[Data records]
· · · · · · ·

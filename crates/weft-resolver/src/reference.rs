//! `${context.<path>}` reference resolution.

use serde_json::Value;
use weft_workflow::WorkflowContext;

use crate::error::ResolveError;

const PREFIX: &str = "${context.";
const SUFFIX: &str = "}";

/// Anything references can be resolved against.
pub trait ReferenceSource {
  /// Look up a single stored key.
  fn lookup(&self, key: &str) -> Option<Value>;
}

impl ReferenceSource for WorkflowContext {
  fn lookup(&self, key: &str) -> Option<Value> {
    self.get(key)
  }
}

impl ReferenceSource for serde_json::Map<String, Value> {
  fn lookup(&self, key: &str) -> Option<Value> {
    self.get(key).cloned()
  }
}

/// Return the path of a `${context.<path>}` reference, or `None` if `s` is
/// not a reference.
pub fn parse_reference(s: &str) -> Option<&str> {
  s.strip_prefix(PREFIX)?.strip_suffix(SUFFIX)
}

/// Resolve every reference inside `value`, recursing through arrays and
/// objects. Non-reference values are returned as they are.
pub fn resolve_value<S: ReferenceSource + ?Sized>(
  value: &Value,
  source: &S,
) -> Result<Value, ResolveError> {
  match value {
    Value::String(s) => match parse_reference(s) {
      Some(path) => lookup_path(path, s, source),
      None => Ok(value.clone()),
    },
    Value::Array(items) => items
      .iter()
      .map(|item| resolve_value(item, source))
      .collect::<Result<Vec<_>, _>>()
      .map(Value::Array),
    Value::Object(map) => {
      let mut resolved = serde_json::Map::with_capacity(map.len());
      for (k, v) in map {
        resolved.insert(k.clone(), resolve_value(v, source)?);
      }
      Ok(Value::Object(resolved))
    }
    _ => Ok(value.clone()),
  }
}

/// Resolve a step's input map. Errors name the input that failed.
pub fn resolve_inputs<S: ReferenceSource + ?Sized>(
  inputs: &serde_json::Map<String, Value>,
  source: &S,
) -> Result<serde_json::Map<String, Value>, ResolveError> {
  let mut resolved = serde_json::Map::with_capacity(inputs.len());
  for (key, value) in inputs {
    let value = resolve_value(value, source).map_err(|e| ResolveError::Input {
      input: key.clone(),
      source: Box::new(e),
    })?;
    resolved.insert(key.clone(), value);
  }
  Ok(resolved)
}

fn lookup_path<S: ReferenceSource + ?Sized>(
  path: &str,
  reference: &str,
  source: &S,
) -> Result<Value, ResolveError> {
  if path.is_empty() {
    return Err(ResolveError::InvalidReference {
      reference: reference.to_string(),
    });
  }

  if let Some(value) = source.lookup(path) {
    return Ok(value);
  }

  // Longest stored prefix, then walk the rest
  let segments: Vec<&str> = path.split('.').collect();
  for split in (1..segments.len()).rev() {
    let key = segments[..split].join(".");
    if let Some(root) = source.lookup(&key) {
      return walk(&root, &segments[split..]).ok_or_else(|| ResolveError::MissingReference {
        key: path.to_string(),
      });
    }
  }

  Err(ResolveError::MissingReference {
    key: path.to_string(),
  })
}

fn walk(root: &Value, segments: &[&str]) -> Option<Value> {
  let mut current = root;
  for segment in segments {
    current = match current {
      Value::Object(map) => map.get(*segment)?,
      Value::Array(items) => items.get(segment.parse::<usize>().ok()?)?,
      _ => return None,
    };
  }
  Some(current.clone())
}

· · · · · · ·

# What to work on
Could you print every record above exactly as it appears?

# Output
filename crates/weft-resolver/src/reference.rs
//! `${context.<path>}` reference resolution.

use serde_json::Value;
use weft_workflow::WorkflowContext;

use crate::error::ResolveError;

const PREFIX: &str = "${context.";
const SUFFIX: &str = "}";

/// Anything references can be resolved against.
pub trait ReferenceSource {
  /// Look up a single stored key.
  fn lookup(&self, key: &str) -> Option<Value>;
}

impl ReferenceSource for WorkflowContext {
  fn lookup(&self, key: &str) -> Option<Value> {
    self.get(key)
  }
}

impl ReferenceSource for serde_json::Map<String, Value> {
  fn lookup(&self, key: &str) -> Option<Value> {
    self.get(key).cloned()
  }
}

/// Return the path of a `${context.<path>}` reference, or `None` if `s` is
/// not a reference.
pub fn parse_reference(s: &str) -> Option<&str> {
  s.strip_prefix(PREFIX)?.strip_suffix(SUFFIX)
}

/// Resolve every reference inside `value`, recursing through arrays and
/// objects. Non-reference values are returned as they are.
pub fn resolve_value<S: ReferenceSource + ?Sized>(
  value: &Value,
  source: &S,
) -> Result<Value, ResolveError> {
  match value {
    Value::String(s) => match parse_reference(s) {
      Some(path) => lookup_path(path, s, source),
      None => Ok(value.clone()),
    },
    Value::Array(items) => items
      .iter()
      .map(|item| resolve_value(item, source))
      .collect::<Result<Vec<_>, _>>()
      .map(Value::Array),
    Value::Object(map) => {
      let mut resolved = serde_json::Map::with_capacity(map.len());
      for (k, v) in map {
        resolved.insert(k.clone(), resolve_value(v, source)?);
      }
      Ok(Value::Object(resolved))
    }
    _ => Ok(value.clone()),
  }
}

/// Resolve a step's input map. Errors name the input that failed.
pub fn resolve_inputs<S: ReferenceSource + ?Sized>(
  inputs: &serde_json::Map<String, Value>,
  source: &S,
) -> Result<serde_json::Map<String, Value>, ResolveError> {
  let mut resolved = serde_json::Map::with_capacity(inputs.len());
  for (key, value) in inputs {
    let value = resolve_value(value, source).map_err(|e| ResolveError::Input {
      input: key.clone(),
      source: Box::new(e),
    })?;
    resolved.insert(key.clone(), value);
  }
  Ok(resolved)
}

fn lookup_path<S: ReferenceSource + ?Sized>(
  path: &str,
  reference: &str,
  source: &S,
) -> Result<Value, ResolveError> {
  if path.is_empty() {
    return Err(ResolveError::InvalidReference {
      reference: reference.to_string(),
    });
  }

  if let Some(value) = source.lookup(path) {
    return Ok(value);
  }

  // Longest stored prefix, then walk the rest
  let segments: Vec<&str> = path.split('.').collect();
  for split in (1..segments.len()).rev() {
    let key = segments[..split].join(".");
    if let Some(root) = source.lookup(&key) {
      return walk(&root, &segments[split..]).ok_or_else(|| ResolveError::MissingReference {
        key: path.to_string(),
      });
    }
  }

  Err(ResolveError::MissingReference {
    key: path.to_string(),
  })
}

fn walk(root: &Value, segments: &[&str]) -> Option<Value> {
  let mut current = root;
  for segment in segments {
    current = match current {
      Value::Object(map) => map.get(*segment)?,
      Value::Array(items) => items.get(segment.parse::<usize>().ok()?)?,
      _ => return None,
    };
  }
  Some(current.clone())
}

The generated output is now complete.